Files
PodTui/tasks/rss-content-parsing/03-rss-content-detection.md
2026-02-05 22:55:24 -05:00

46 lines
1.4 KiB
Markdown

# 03. Add RSS Content Type Detection
meta:
id: rss-content-parsing-03
feature: rss-content-parsing
priority: P2
depends_on: []
tags: [rss, parsing, utilities]
objective:
- Create utility to detect if RSS feed content is HTML or plain text
- Analyze content type in description and other text fields
- Return appropriate parsing strategy
deliverables:
- Content type detection function
- Type classification utility
- Integration points for different parsers
steps:
1. Create `src/utils/rss-content-detector.ts`
2. Implement content type detection based on HTML tags
3. Add detection for common HTML entities and tags
4. Return type enum (HTML, PLAIN_TEXT, UNKNOWN)

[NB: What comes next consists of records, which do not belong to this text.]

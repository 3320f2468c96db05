use super::{FileType, Link, Variant};
use crate::settings::Settings;
use crate::webdav::FileInfo;

pub(super) fn factory(_settings: &Settings, file_type: FileType) -> Option<Variant> {
    (file_type == FileType::Image).then_some(Variant::Image)
}

/// Make sure link text renders as an embed
pub(super) fn embed(link: String) -> String {
    if link.starts_with('!') {
        link
    } else {
        format!("!{}", link)
    }
}

impl Link {
    pub(super) fn image_markdown(file_info: &FileInfo) -> String {
        format!("![{}]({})", file_info.file_name, file_info.url)
    }
}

5. Add unit tests for detection accuracy
tests:
- Unit: Test HTML detection with various HTML snippets
- Unit: Test plain text detection with text-only content
- Unit: Test edge cases (mixed content, malformed HTML)
acceptance_criteria:
- Function correctly identifies HTML vs plain text content
- Handles common HTML patterns and entities
- Returns UNKNOWN for unclassifiable content
validation:
- Test with HTML description from real RSS feeds
- Test with plain text descriptions
- Verify UNKNOWN cases are handled gracefully
notes:
- Look for common HTML tags: <div>, <p>, <br>, <a>, <b>, <i>
- Check for HTML entities: &lt;, &gt;, &amp;, &quot;, &apos;
- Consider content length threshold for HTML detection